---------- Provided material ----------
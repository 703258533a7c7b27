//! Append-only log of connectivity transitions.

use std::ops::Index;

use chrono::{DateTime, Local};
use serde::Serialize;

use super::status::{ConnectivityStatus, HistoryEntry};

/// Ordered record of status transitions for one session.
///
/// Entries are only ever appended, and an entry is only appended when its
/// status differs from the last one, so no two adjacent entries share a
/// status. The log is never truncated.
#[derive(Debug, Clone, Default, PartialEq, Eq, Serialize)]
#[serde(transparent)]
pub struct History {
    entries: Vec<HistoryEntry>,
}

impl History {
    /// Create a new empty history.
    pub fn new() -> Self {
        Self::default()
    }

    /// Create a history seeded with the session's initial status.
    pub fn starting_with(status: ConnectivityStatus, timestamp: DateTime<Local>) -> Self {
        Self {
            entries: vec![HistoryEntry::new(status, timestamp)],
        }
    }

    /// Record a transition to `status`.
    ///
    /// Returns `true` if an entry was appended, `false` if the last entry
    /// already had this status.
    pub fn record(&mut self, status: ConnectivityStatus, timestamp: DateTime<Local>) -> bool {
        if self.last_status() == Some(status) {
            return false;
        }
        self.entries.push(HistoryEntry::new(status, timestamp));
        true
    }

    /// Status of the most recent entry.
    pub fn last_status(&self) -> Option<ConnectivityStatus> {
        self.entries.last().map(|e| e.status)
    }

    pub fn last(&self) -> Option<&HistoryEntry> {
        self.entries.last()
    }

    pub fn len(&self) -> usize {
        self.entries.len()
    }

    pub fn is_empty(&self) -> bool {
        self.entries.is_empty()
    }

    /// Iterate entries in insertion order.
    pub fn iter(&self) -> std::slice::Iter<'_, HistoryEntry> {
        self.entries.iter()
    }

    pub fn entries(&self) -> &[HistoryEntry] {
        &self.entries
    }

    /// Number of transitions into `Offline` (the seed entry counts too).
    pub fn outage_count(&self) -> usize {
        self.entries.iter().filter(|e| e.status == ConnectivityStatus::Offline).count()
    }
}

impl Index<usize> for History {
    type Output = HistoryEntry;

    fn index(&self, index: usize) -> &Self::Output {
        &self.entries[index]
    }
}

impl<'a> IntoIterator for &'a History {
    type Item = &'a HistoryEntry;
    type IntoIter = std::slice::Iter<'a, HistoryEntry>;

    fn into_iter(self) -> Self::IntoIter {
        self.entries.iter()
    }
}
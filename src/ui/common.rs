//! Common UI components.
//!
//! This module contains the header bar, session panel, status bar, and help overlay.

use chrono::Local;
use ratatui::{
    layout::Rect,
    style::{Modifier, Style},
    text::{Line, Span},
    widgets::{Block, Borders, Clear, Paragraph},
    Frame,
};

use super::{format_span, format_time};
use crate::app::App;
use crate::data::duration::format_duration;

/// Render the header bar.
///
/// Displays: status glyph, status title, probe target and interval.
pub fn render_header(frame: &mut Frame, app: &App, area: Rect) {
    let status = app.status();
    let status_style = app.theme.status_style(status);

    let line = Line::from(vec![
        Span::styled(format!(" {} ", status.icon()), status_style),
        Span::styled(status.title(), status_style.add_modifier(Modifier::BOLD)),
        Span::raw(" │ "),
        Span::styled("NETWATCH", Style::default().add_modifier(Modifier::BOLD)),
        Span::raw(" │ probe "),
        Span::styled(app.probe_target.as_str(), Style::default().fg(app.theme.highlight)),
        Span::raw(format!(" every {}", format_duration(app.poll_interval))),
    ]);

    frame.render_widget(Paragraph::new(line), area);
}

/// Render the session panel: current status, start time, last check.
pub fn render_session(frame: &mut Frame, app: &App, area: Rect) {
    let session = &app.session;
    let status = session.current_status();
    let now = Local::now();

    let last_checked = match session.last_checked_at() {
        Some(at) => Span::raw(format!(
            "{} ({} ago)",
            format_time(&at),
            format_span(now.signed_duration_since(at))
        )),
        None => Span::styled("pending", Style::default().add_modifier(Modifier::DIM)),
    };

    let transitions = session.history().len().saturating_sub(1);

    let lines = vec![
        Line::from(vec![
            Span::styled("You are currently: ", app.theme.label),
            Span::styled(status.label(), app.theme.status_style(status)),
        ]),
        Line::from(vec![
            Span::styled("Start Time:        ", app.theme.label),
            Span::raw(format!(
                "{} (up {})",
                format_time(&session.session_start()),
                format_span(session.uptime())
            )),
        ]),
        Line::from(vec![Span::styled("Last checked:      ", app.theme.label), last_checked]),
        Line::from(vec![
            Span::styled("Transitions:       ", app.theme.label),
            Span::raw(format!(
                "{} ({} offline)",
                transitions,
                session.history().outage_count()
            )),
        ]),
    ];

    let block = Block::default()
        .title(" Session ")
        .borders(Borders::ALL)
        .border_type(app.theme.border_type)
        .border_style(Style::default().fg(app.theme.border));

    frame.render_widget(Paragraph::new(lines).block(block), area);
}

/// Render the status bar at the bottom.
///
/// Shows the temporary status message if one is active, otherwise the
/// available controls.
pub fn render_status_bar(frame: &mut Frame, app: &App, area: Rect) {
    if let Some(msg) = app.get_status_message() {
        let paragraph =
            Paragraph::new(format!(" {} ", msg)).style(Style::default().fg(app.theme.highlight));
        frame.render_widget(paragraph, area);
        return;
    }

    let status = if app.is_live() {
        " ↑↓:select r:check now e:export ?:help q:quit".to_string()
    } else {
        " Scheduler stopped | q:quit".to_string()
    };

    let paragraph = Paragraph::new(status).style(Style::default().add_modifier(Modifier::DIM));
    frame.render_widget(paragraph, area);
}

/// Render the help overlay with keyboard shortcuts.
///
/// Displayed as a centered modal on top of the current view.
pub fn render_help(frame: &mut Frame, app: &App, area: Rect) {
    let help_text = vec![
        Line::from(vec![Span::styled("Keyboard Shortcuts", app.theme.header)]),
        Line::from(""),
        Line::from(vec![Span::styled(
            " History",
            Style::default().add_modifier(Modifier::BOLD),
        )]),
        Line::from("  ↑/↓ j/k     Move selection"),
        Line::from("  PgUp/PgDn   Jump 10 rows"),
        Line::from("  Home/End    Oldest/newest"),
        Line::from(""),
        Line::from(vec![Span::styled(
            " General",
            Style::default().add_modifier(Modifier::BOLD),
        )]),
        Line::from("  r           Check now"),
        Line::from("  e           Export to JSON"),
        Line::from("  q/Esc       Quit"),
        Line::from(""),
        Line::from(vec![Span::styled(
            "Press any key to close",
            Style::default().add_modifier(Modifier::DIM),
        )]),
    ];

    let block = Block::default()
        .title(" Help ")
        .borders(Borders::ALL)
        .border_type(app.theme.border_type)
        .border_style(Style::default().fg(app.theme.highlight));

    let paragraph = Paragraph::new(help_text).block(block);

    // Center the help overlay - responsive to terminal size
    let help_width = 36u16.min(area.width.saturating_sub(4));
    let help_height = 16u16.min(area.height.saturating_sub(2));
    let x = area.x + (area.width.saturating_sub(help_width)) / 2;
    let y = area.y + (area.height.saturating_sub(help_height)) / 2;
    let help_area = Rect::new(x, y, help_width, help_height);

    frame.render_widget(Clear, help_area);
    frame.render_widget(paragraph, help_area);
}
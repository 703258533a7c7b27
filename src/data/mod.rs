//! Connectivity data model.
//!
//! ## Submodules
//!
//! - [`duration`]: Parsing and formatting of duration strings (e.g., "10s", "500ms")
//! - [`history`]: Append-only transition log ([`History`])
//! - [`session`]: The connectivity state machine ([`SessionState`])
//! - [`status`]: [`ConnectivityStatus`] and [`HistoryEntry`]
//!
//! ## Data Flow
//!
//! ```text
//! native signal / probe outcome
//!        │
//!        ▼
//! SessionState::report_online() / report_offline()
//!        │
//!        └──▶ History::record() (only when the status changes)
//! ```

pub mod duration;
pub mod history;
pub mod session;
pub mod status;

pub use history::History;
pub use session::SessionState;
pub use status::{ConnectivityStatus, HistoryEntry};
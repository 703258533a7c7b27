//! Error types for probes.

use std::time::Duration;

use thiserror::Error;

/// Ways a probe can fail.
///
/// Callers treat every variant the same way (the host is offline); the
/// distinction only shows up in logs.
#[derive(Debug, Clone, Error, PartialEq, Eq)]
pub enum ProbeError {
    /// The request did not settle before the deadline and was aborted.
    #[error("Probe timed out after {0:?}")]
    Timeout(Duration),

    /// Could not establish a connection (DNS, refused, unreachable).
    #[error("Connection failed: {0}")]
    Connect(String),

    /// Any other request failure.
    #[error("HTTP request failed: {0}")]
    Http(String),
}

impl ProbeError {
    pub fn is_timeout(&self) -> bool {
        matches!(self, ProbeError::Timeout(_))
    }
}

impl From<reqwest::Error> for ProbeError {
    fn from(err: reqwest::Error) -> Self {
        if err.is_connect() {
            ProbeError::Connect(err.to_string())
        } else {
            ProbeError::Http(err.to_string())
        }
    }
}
----------
Task item:
Up to and including the line with "appended when its", repeat the data exactly, starting from its first line; nothing else belongs in the response.

Solution to the exercise:
repository 703258533a7c7b27
//! Append-only log of connectivity transitions.

use std::ops::Index;

use chrono::{DateTime, Local};
use serde::Serialize;

use super::status::{ConnectivityStatus, HistoryEntry};

/// Ordered record of status transitions for one session.
///
/// Entries are only ever appended, and an entry is only appended when its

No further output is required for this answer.